**Exercise requirements**
Take every line from the data that has the word "TempDir" in it.

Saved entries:
· · · ·

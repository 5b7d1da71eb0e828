//! End-to-end continuity scenarios
//!
//! Checkpoint a session through the full pipeline, lose parts of the
//! redundant copies, and recover it.

use std::sync::Arc;

use chrono::{TimeZone, Utc};
use tempfile::TempDir;

use session_continuity::config::Config;
use session_continuity::docs::DOCUMENT_TARGETS;
use session_continuity::gates::GateKind;
use session_continuity::phases::COMPLETE_PHASE_ID;
use session_continuity::state::{
    CompilationStatus, DatabaseStatus, ElementType, Issue, NextAction, Priority, SessionState,
    Severity, Task,
};
use session_continuity::storage::{MemoryBackend, StorageBackend};
use session_continuity::ContinuityService;

struct Harness {
    dir: TempDir,
    backends: Vec<Arc<MemoryBackend>>,
    service: ContinuityService,
}

fn harness() -> Harness {
    let dir = TempDir::new().unwrap();
    let mut config = Config::default();
    config.docs.dir = dir.path().join("docs");
    config.recovery.deadline_ms = 2000;

    let backends: Vec<Arc<MemoryBackend>> = (0..4)
        .map(|i| Arc::new(MemoryBackend::new(format!("backend-{}", i))))
        .collect();
    let dyn_backends: Vec<Arc<dyn StorageBackend>> = backends
        .iter()
        .map(|b| b.clone() as Arc<dyn StorageBackend>)
        .collect();
    let service = ContinuityService::new(dyn_backends, &config);

    Harness {
        dir,
        backends,
        service,
    }
}

fn s1() -> SessionState {
    SessionState::new("s1")
        .with_timestamp(Utc.with_ymd_and_hms(2025, 3, 14, 9, 30, 0).single())
        .with_duration(5400)
        .with_phase("Phase 2.1")
        .with_progress(45.5)
        .with_completed_task(Task::completed("task-1", "Session state model", "Phase 2.1"))
        .with_next_action(NextAction::new("Start redundant storage", Priority::High, 120))
        .with_compilation(CompilationStatus::succeeded(0))
        .with_database(DatabaseStatus::healthy("sqlite"))
        .with_toolchain("rustc 1.80.0")
        .with_build_tool_status("dependencies resolved")
}

#[cfg(test)]
mod scenario_tests {
    use super::*;

    #[tokio::test]
    async fn test_store_and_recover_s1() {
        let h = harness();
        let state = s1();

        let validation = h.service.states().capture_session_state(&state);
        assert!(validation.is_valid());

        let report = h.service.checkpoint(&state).await;
        let storage = report.storage.as_ref().unwrap();
        assert!(storage.success);
        assert_eq!(storage.storage_locations.len(), 4);

        let ctx = h.service.recovery().reconstruct_context("s1").await.unwrap();
        assert!(ctx.confidence > 0.95, "confidence {}", ctx.confidence);
        assert!(ctx.missing_elements.is_empty());
        assert_eq!(ctx.value(ElementType::Phase), Some("Phase 2.1"));
        assert_eq!(ctx.value(ElementType::SessionId), Some("s1"));
        assert_eq!(ctx.to_session_state().progress_percentage, 45.5);
    }

    #[tokio::test]
    async fn test_state_without_timestamp_never_reaches_storage() {
        let h = harness();
        let state = s1().with_timestamp(None);

        let validation = h.service.states().capture_session_state(&state);
        assert!(!validation.valid);
        assert!(!validation.errors.is_empty());

        let report = h.service.checkpoint(&state).await;
        assert!(report.storage.is_none());
        assert!(report.documentation.is_none());
        assert!(report.continuation.is_none());
        for backend in &h.backends {
            assert!(backend.is_empty().await);
        }
    }

    #[tokio::test]
    async fn test_two_of_four_backends_unreachable() {
        let h = harness();
        h.backends[1].set_available(false);
        h.backends[3].set_available(false);

        let report = h.service.checkpoint(&s1()).await;
        let storage = report.storage.unwrap();
        assert!(storage.success);
        assert_eq!(storage.storage_locations, vec!["backend-0", "backend-2"]);
        assert_eq!(storage.errors.len(), 2);
        assert_eq!(storage.partial_failures().count(), 2);
    }

    #[tokio::test]
    async fn test_three_of_four_unreachable_fails_and_skips_projection() {
        let h = harness();
        for backend in &h.backends[1..] {
            backend.set_available(false);
        }

        let report = h.service.checkpoint(&s1()).await;
        assert!(!report.storage.as_ref().unwrap().success);
        assert!(!report.persisted());
        assert!(report.documentation.is_none());
        assert!(!h.dir.path().join("docs").join("README.md").exists());
    }

    #[tokio::test]
    async fn test_unknown_session_is_empty_not_absent() {
        let h = harness();
        h.service.checkpoint(&s1()).await;

        let ctx = h.service.recovery().reconstruct_context("never-seen").await.unwrap();
        assert_eq!(ctx.confidence, 0.0);
        assert_eq!(ctx.missing_elements, ElementType::ALL.to_vec());
    }

    #[tokio::test]
    async fn test_recovery_is_idempotent() {
        let h = harness();
        h.service.checkpoint(&s1()).await;
        h.backends[0].remove("s1").await;

        let first = h.service.recovery().reconstruct_context("s1").await.unwrap();
        let second = h.service.recovery().reconstruct_context("s1").await.unwrap();
        assert_eq!(first.confidence, second.confidence);
        assert_eq!(first.elements, second.elements);
        assert_eq!(first.missing_elements, second.missing_elements);
    }

    #[tokio::test]
    async fn test_recover_places_session_in_phase_catalog() {
        let h = harness();
        h.service.checkpoint(&s1()).await;

        let outcome = h.service.recover("s1").await.unwrap();
        assert!(outcome.report.validation.valid);
        assert_eq!(outcome.next_phase.next_phase_id, "Phase 2.2");
        assert_eq!(
            outcome.progress.completed_phases,
            vec!["Phase 1.1", "Phase 1.2", "Phase 2.1"]
        );
        assert_eq!(outcome.progress.overall_progress, 45.5);
    }

    #[tokio::test]
    async fn test_final_phase_recommends_complete() {
        let h = harness();
        h.service
            .checkpoint(&s1().with_phase("Phase 4.2").with_progress(100.0))
            .await;

        let outcome = h.service.recover("s1").await.unwrap();
        assert_eq!(outcome.next_phase.next_phase_id, COMPLETE_PHASE_ID);
        assert_eq!(outcome.next_phase.estimated_minutes, 0);
    }
}

#[cfg(test)]
mod degradation_tests {
    use super::*;

    #[tokio::test]
    async fn test_losing_backends_never_raises_scores() {
        let h = harness();
        h.service.checkpoint(&s1()).await;

        let baseline_ctx = h.service.recovery().reconstruct_context("s1").await.unwrap();
        let baseline_cv = h.service.redundancy().cross_validate_session("s1").await;
        assert!(baseline_cv.consistent);
        assert_eq!(baseline_cv.consistency_score, 100.0);

        let mut confidence = baseline_ctx.confidence;
        let mut consistency = baseline_cv.consistency_score;
        for (i, backend) in h.backends.iter().enumerate() {
            if i % 2 == 0 {
                backend.remove("s1").await;
            } else {
                backend.set_available(false);
            }
            let ctx = h.service.recovery().reconstruct_context("s1").await.unwrap();
            let cv = h.service.redundancy().cross_validate_session("s1").await;
            assert!(ctx.confidence <= confidence + 1e-9);
            assert!(cv.consistency_score <= consistency + 1e-9);
            confidence = ctx.confidence;
            consistency = cv.consistency_score;
        }

        // The projected documents alone still carry every element.
        let ctx = h.service.recovery().reconstruct_context("s1").await.unwrap();
        assert!(ctx.missing_elements.is_empty());
        assert!(ctx.confidence > 0.0);
        assert_eq!(ctx.failed_sources.len(), 2);
    }

    #[tokio::test]
    async fn test_lost_session_is_not_consistent() {
        let h = harness();
        h.service.checkpoint(&s1()).await;

        for backend in &h.backends[1..] {
            backend.remove("s1").await;
        }
        let cv = h.service.redundancy().cross_validate_session("s1").await;
        assert!(!cv.consistent);
        assert_eq!(cv.consistency_score, 25.0);

        h.backends[0].remove("s1").await;
        let cv = h.service.redundancy().cross_validate_session("s1").await;
        assert!(!cv.consistent);
        assert_eq!(cv.consistency_score, 0.0);

        let cv = h.service.redundancy().cross_validate_session("never-stored").await;
        assert!(!cv.consistent);
        assert_eq!(cv.consistency_score, 0.0);
    }

    #[tokio::test]
    async fn test_disagreeing_copy_lowers_consistency() {
        let h = harness();
        let state = s1();
        h.service.checkpoint(&state).await;

        // Same write time, different phase: a torn or tampered copy.
        h.backends[2].remove("s1").await;
        h.backends[2]
            .write(&state.clone().with_phase("Phase 1.2"))
            .await
            .unwrap();

        let cv = h.service.redundancy().cross_validate_session("s1").await;
        assert!(!cv.consistent);
        assert!(cv.consistency_score < 100.0);

        let ctx = h.service.recovery().reconstruct_context("s1").await.unwrap();
        assert_eq!(ctx.value(ElementType::Phase), Some("Phase 2.1"));
        assert!(ctx.conflicts.iter().any(|c| c.element == ElementType::Phase));
    }
}

#[cfg(test)]
mod gate_tests {
    use super::*;

    #[tokio::test]
    async fn test_checkpoint_runs_gates() {
        let h = harness();
        let report = h.service.checkpoint(&s1()).await;

        let point = report.continuation.as_ref().unwrap();
        assert_eq!(point.phase, "Phase 2.1");
        assert_eq!(point.next_action.as_deref(), Some("Start redundant storage"));

        let gates = report.gates.unwrap();
        assert!(gates.all_passed, "failed: {:?}", gates.failed_gates);
        assert!(report.documentation.unwrap().success);
    }

    #[tokio::test]
    async fn test_gates_on_unstored_snapshot_leave_documents_alone() {
        let h = harness();
        h.service.checkpoint(&s1()).await;

        let unstored = s1()
            .with_timestamp(Utc.with_ymd_and_hms(2025, 3, 14, 11, 0, 0).single())
            .with_phase("Phase 9.9")
            .with_progress(250.0);
        let results = h.service.gates().run_all_gates(&unstored).await;
        let docs_gate = results.gate(GateKind::Documentation).unwrap();
        assert!(!docs_gate.passed);
        assert!(!docs_gate.recommendations.is_empty());

        for backend in &h.backends {
            backend.set_available(false);
        }
        let ctx = h.service.recovery().reconstruct_context("s1").await.unwrap();
        assert_eq!(ctx.value(ElementType::Phase), Some("Phase 2.1"));
        assert_eq!(ctx.to_session_state().progress_percentage, 45.5);
    }

    #[tokio::test]
    async fn test_compilation_errors_always_fail_the_gate() {
        let h = harness();
        let base = s1()
            .with_issue(Issue::open("i1", "Flaky test", Severity::Low))
            .with_toolchain("rustc 1.81.0");

        for errors in [1, 2, 50] {
            for warnings in [0, 3] {
                let state = base
                    .clone()
                    .with_compilation(CompilationStatus::failed(errors, warnings));
                let results = h.service.gates().run_all_gates(&state).await;
                let gate = results.gate(GateKind::Compilation).unwrap();
                assert!(!gate.passed);
                assert!(!gate.recommendations.is_empty());
                assert!(!results.all_passed);
            }
        }
    }

    #[tokio::test]
    async fn test_bypass_does_not_clear_failure() {
        let h = harness();
        let broken = s1().with_compilation(CompilationStatus::failed(1, 0));

        let bypass = h
            .service
            .gates()
            .request_emergency_bypass("COMPILATION", "Production hotfix");
        assert!(bypass.approved);
        assert!(!bypass.remediation_plan.is_empty());

        let report = h.service.checkpoint(&broken).await;
        assert!(report.persisted());
        assert!(!report.fully_succeeded());
        assert_eq!(h.service.gates().audit_log().len(), 1);
    }
}

#[cfg(test)]
mod default_backend_tests {
    use super::*;

    fn config(dir: &TempDir) -> Config {
        let mut config = Config::default();
        config.storage.data_dir = dir.path().join("data");
        config.database.path = dir.path().join("data").join("continuity.db");
        config.docs.dir = dir.path().join("docs");
        config.environment.toolchain_command = vec![];
        config
    }

    #[tokio::test]
    async fn test_round_trip_through_default_backends() {
        let dir = TempDir::new().unwrap();
        let service = ContinuityService::open(&config(&dir)).await.unwrap();

        let report = service.checkpoint(&s1()).await;
        assert_eq!(report.storage.unwrap().storage_locations.len(), 4);

        let ctx = service.recovery().reconstruct_context("s1").await.unwrap();
        assert!(ctx.confidence >= 0.95);
        assert_eq!(ctx.value(ElementType::Phase), Some("Phase 2.1"));
        assert_eq!(ctx.sources_responded.len(), 4 + DOCUMENT_TARGETS.len());
    }

    #[tokio::test]
    async fn test_documents_survive_total_storage_loss() {
        let dir = TempDir::new().unwrap();
        {
            let service = ContinuityService::open(&config(&dir)).await.unwrap();
            service.checkpoint(&s1()).await;
        }
        std::fs::remove_dir_all(dir.path().join("data")).unwrap();

        let service = ContinuityService::open(&config(&dir)).await.unwrap();
        let ctx = service.recovery().reconstruct_context("s1").await.unwrap();
        assert!(ctx.missing_elements.is_empty());
        assert_eq!(ctx.value(ElementType::Phase), Some("Phase 2.1"));
        assert!(ctx.sources_responded.iter().all(|s| s.starts_with("doc:")));
    }

    #[tokio::test]
    async fn test_environment_check_reports_database() {
        let dir = TempDir::new().unwrap();
        let service = ContinuityService::open(&config(&dir)).await.unwrap();

        let info = service.environment().capture_environment_state().await;
        assert_eq!(info.database, Some(DatabaseStatus::healthy("sqlite")));
        assert!(info.toolchain.version().is_none());
    }
}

· · · ·

**The completed task**
use tempfile::TempDir;
    dir: TempDir,
    let dir = TempDir::new().unwrap();
    fn config(dir: &TempDir) -> Config {
        let dir = TempDir::new().unwrap();
        let dir = TempDir::new().unwrap();
        let dir = TempDir::new().unwrap();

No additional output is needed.